Michaela Rife, a doctoral candidate in art history at the University of Toronto, has been awarded the 2018 Archives of American Art Graduate Research Essay Prize. This prize recognizes emerging scholars who advance the understanding of American art history through the innovative use of primary sources at the Archives of American Art.
The author’s award-winning essay probes the Archives’ Alexandre Hogue Papers and environmental histories of oil to explore the artist’s understanding of the oil industry’s place in his local Texas landscape, a discussion that opens onto larger questions concerning the role of art in promoting and naturalizing resource extraction.
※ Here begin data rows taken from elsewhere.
async fn clear_history(
    State(state): State<ApiState>,
    Path(account): Path<String>,
) -> Result<StatusCode, ApiError> {
    let account = AccountId::parse(&account)?;
    state.executor.history().clear(&account).await?;
    info!(account = %account, "history cleared");
    Ok(StatusCode::NO_CONTENT)
}

async fn export_history(
    State(state): State<ApiState>,
    Path(account): Path<String>,
) -> Result<Response, ApiError> {
    let account = AccountId::parse(&account)?;
    let history = state.executor.history().load(&account).await;
    let csv = reports::to_tabular(&history)?;
    let disposition = format!(
        "attachment; filename=\"{}\"",
        reports::export_filename(&account)
    );
    Ok((
        [
            (header::CONTENT_TYPE, "text/csv".to_string()),
            (header::CONTENT_DISPOSITION, disposition),
        ],
        csv,
    )
        .into_response())
}

#[derive(Debug, Serialize)]
#[serde(rename_all = "camelCase")]
struct DestinationTotal {
    network: String,
    chain_id: Option<u64>,
    /// Rounded to two decimal places
    total: String,
}

#[derive(Debug, Serialize)]
struct DashboardResponse {
    totals: Vec<DestinationTotal>,
    summary: HistorySummary,
}

async fn get_dashboard(
    State(state): State<ApiState>,
    Path(account): Path<String>,
) -> Result<Json<DashboardResponse>, ApiError> {
    let account = AccountId::parse(&account)?;
    let history = state.executor.history().load(&account).await;
    let totals = reports::totals_by_destination(&history)
        .into_iter()
        .map(|(destination, total)| DestinationTotal {
            network: destination.to_string(),
            chain_id: match destination {
                Destination::Network(network) => Some(network.chain_id()),
                Destination::Unknown => None,
            },
            total: format!("{:.2}", total),
        })
        .collect();
    Ok(Json(DashboardResponse {
        totals,
        summary: reports::summary(&history),
    }))
}

#[cfg(test)]
mod tests {
    use super::*;
    use crate::history::MemoryHistoryStore;
    use crate::networks::NetworkRegistry;
    use crate::router::{BridgeQuote, RouteQuery, RouteResolver, RoutingOracle, TransferStatus};
    use crate::signing::{TxReceipt, TxRequest};
    use async_trait::async_trait;
    use axum::body::{to_bytes, Body};
    use axum::http::Request;
    use tower::ServiceExt;

    const OWNER: &str = "0x00000000000000000000000000000000000000Aa";
    const A: &str = "0x1111111111111111111111111111111111111111";
    const B: &str = "0x2222222222222222222222222222222222222222";

    struct NoRoutes;

    #[async_trait]
    impl RoutingOracle for NoRoutes {
        async fn routes(&self, _query: &RouteQuery) -> Result<Vec<BridgeQuote>, PayoutError> {
            Ok(Vec::new())
        }

        async fn step_transaction(&self, _step: &serde_json::Value) -> Result<TxRequest, PayoutError> {
            Err(PayoutError::Provider("unused".into()))
        }

        async fn wait_for_transfer(
            &self,
            _tx_hash: &str,
            _step: &serde_json::Value,
        ) -> Result<TransferStatus, PayoutError> {
            Err(PayoutError::Provider("unused".into()))
        }
    }

    struct PolygonSigner;

    #[async_trait]
    impl SigningCapability for PolygonSigner {
        fn address(&self) -> &str {
            OWNER
        }

        async fn network(&self) -> Result<NetworkId, PayoutError> {
            Ok(NetworkId::Polygon)
        }

        async fn send_transaction(&self, _tx: &TxRequest) -> Result<String, PayoutError> {
            Ok("0xabc123".into())
        }

        async fn wait_for_receipt(&self, tx_hash: &str) -> Result<TxReceipt, PayoutError> {
            Ok(TxReceipt {
                tx_hash: tx_hash.into(),
                success: true,
                block_number: Some(7),
            })
        }
    }

    fn app(with_signer: bool) -> Router {
        let resolver = Arc::new(RouteResolver::new(NetworkRegistry::default(), Arc::new(NoRoutes)));
        let executor = Arc::new(BatchExecutor::new(resolver, Arc::new(MemoryHistoryStore::new())));
        let signer: Option<Arc<dyn SigningCapability>> = if with_signer {
            Some(Arc::new(PolygonSigner))
        } else {
            None
        };
        create_api_router(ApiState::new(executor, signer, SessionState::new(8)))
    }

    async fn send(app: &Router, request: Request<Body>) -> (StatusCode, HeaderMap, Bytes) {
        let response = app.clone().oneshot(request).await.unwrap();
        let status = response.status();
        let headers = response.headers().clone();
        let body = to_bytes(response.into_body(), usize::MAX).await.unwrap();
        (status, headers, body)
    }

    fn post_json(uri: &str, body: serde_json::Value) -> Request<Body> {
        Request::builder()
            .method("POST")
            .uri(uri)
            .header(header::CONTENT_TYPE, "application/json")
            .body(Body::from(body.to_string()))
            .unwrap()
    }

    fn get(uri: &str) -> Request<Body> {
        Request::builder().uri(uri).body(Body::empty()).unwrap()
    }

    #[tokio::test]
    async fn health_is_ok() {
        let (status, _, _) = send(&app(false), get("/health")).await;
        assert_eq!(status, StatusCode::OK);
    }

    #[tokio::test]
    async fn batch_without_signer_is_refused() {
        let body = serde_json::json!({ "requests": [{ "address": A, "amount": "1" }] });
        let (status, _, body) = send(&app(false), post_json("/api/v1/batches", body)).await;
        assert_eq!(status, StatusCode::PRECONDITION_FAILED);
        let value: serde_json::Value = serde_json::from_slice(&body).unwrap();
        assert_eq!(value["error"], "wallet not connected");
    }

    #[tokio::test]
    async fn batch_records_history_and_dashboard() {
        let app = app(true);
        let body = serde_json::json!({ "requests": [
            { "address": A, "amount": "10" },
            { "address": B, "amount": 5, "destinationNetwork": 10 },
            { "address": "0xbad", "amount": "1" }
        ]});
        let (status, _, body) = send(&app, post_json("/api/v1/batches", body)).await;
        assert_eq!(status, StatusCode::OK);
        let value: serde_json::Value = serde_json::from_slice(&body).unwrap();
        assert_eq!(value["run"]["status"], "completed");
        assert_eq!(value["outcomes"][0]["txHash"], "0xabc123");
        assert_eq!(value["outcomes"][1]["error"], "No route found");
        assert_eq!(value["rejected"][0]["line"], 3);

        let account = OWNER.to_ascii_lowercase();
        let (_, _, body) = send(&app, get(&format!("/api/v1/history/{account}"))).await;
        let history: serde_json::Value = serde_json::from_slice(&body).unwrap();
        assert_eq!(history.as_array().unwrap().len(), 2);
        assert_eq!(history[1]["explorerUrl"], "https://polygonscan.com/tx/0xabc123");

        let (_, _, body) = send(&app, get(&format!("/api/v1/history/{account}?failed_only=true"))).await;
        let failed: serde_json::Value = serde_json::from_slice(&body).unwrap();
        assert_eq!(failed.as_array().unwrap().len(), 1);

        let (_, _, body) = send(&app, get(&format!("/api/v1/dashboard/{account}"))).await;
        let dashboard: serde_json::Value = serde_json::from_slice(&body).unwrap();
        assert_eq!(dashboard["totals"][0]["network"], "Polygon");
        assert_eq!(dashboard["totals"][0]["total"], "10.00");
        assert_eq!(dashboard["totals"][1]["network"], "Optimism");
        assert_eq!(dashboard["totals"][1]["total"], "5.00");
        assert_eq!(dashboard["summary"]["failedTransactions"], 1);
    }

    #[tokio::test]
    async fn csv_submission_export_and_clear() {
        let app = app(true);
        let request = Request::builder()
            .method("POST")
            .uri("/api/v1/batches")
            .header(header::CONTENT_TYPE, "text/csv")
            .body(Body::from(format!("address,amount\n{A},2.5\n")))
            .unwrap();
        let (status, _, _) = send(&app, request).await;
        assert_eq!(status, StatusCode::OK);

        let account = OWNER.to_ascii_lowercase();
        let (status, headers, body) = send(&app, get(&format!("/api/v1/history/{account}/export"))).await;
        assert_eq!(status, StatusCode::OK);
        assert_eq!(headers[header::CONTENT_TYPE], "text/csv");
        assert!(headers[header::CONTENT_DISPOSITION]
            .to_str()
            .unwrap()
            .contains(&format!("payoutHistory_{account}.csv")));
        let csv = String::from_utf8(body.to_vec()).unwrap();
        assert!(csv.contains(r#""2.5","0xabc123","Polygon""#));

        let delete = Request::builder()
            .method("DELETE")
            .uri(format!("/api/v1/history/{account}"))
            .body(Body::empty())
            .unwrap();
        let (status, _, _) = send(&app, delete).await;
        assert_eq!(status, StatusCode::NO_CONTENT);
        let (_, _, body) = send(&app, get(&format!("/api/v1/dashboard/{account}"))).await;
        let dashboard: serde_json::Value = serde_json::from_slice(&body).unwrap();
        assert!(dashboard["totals"].as_array().unwrap().is_empty());
    }

    #[tokio::test]
    async fn empty_submission_lists_rejected_rows() {
        let body = serde_json::json!({ "requests": [{ "address": A, "amount": "-1" }] });
        let (status, _, body) = send(&app(true), post_json("/api/v1/batches", body)).await;
        assert_eq!(status, StatusCode::BAD_REQUEST);
        let value: serde_json::Value = serde_json::from_slice(&body).unwrap();
        assert_eq!(value["rejected"][0]["line"], 1);
    }

    #[tokio::test]
    async fn stream_emits_progress_events() {
        let body = serde_json::json!({ "requests": [{ "address": A, "amount": "1" }] });
        let (status, _, body) = send(&app(true), post_json("/api/v1/batches/stream", body)).await;
        assert_eq!(status, StatusCode::OK);
        let text = String::from_utf8(body.to_vec()).unwrap();
        let started = text.find("event: started").unwrap();
        let outcome = text.find("event: outcome").unwrap();
        let finished = text.find("event: finished").unwrap();
        assert!(started < outcome && outcome < finished);
    }

    #[tokio::test]
    async fn cancel_without_running_batch_is_not_found() {
        let request = Request::builder()
            .method("DELETE")
            .uri("/api/v1/batches/0xabc")
            .body(Body::empty())
            .unwrap();
        let (status, _, _) = send(&app(true), request).await;
        assert_eq!(status, StatusCode::NOT_FOUND);
    }
}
The prize jury, which consisted of art historians Suzanne Hudson (University of Southern California), John Ott (James Madison University), and Emily D. Shapiro (Archives of American Art), lauded Rife’s text as “a strong example of ecocritical analysis that reveals something about the role of representation, and how picturing as such does not merely illustrate, but rather contributes to, social, political, and economic realities.” Utilizing extant letters and sketches in the Hogue Papers, the author “uncovers a remarkable process of collaboration between the painter and a Gulf Oil petroleum geologist in the making of Hogue’s interwar depictions of oil extraction.”
Rife will receive a $1,000 cash award and a one-year subscription to the Archives of American Art Journal, a scholarly publication that showcases new approaches to and out-of-the-box thinking about primary sources. Her essay has been forwarded to the executive editor of the journal for peer review and possible publication.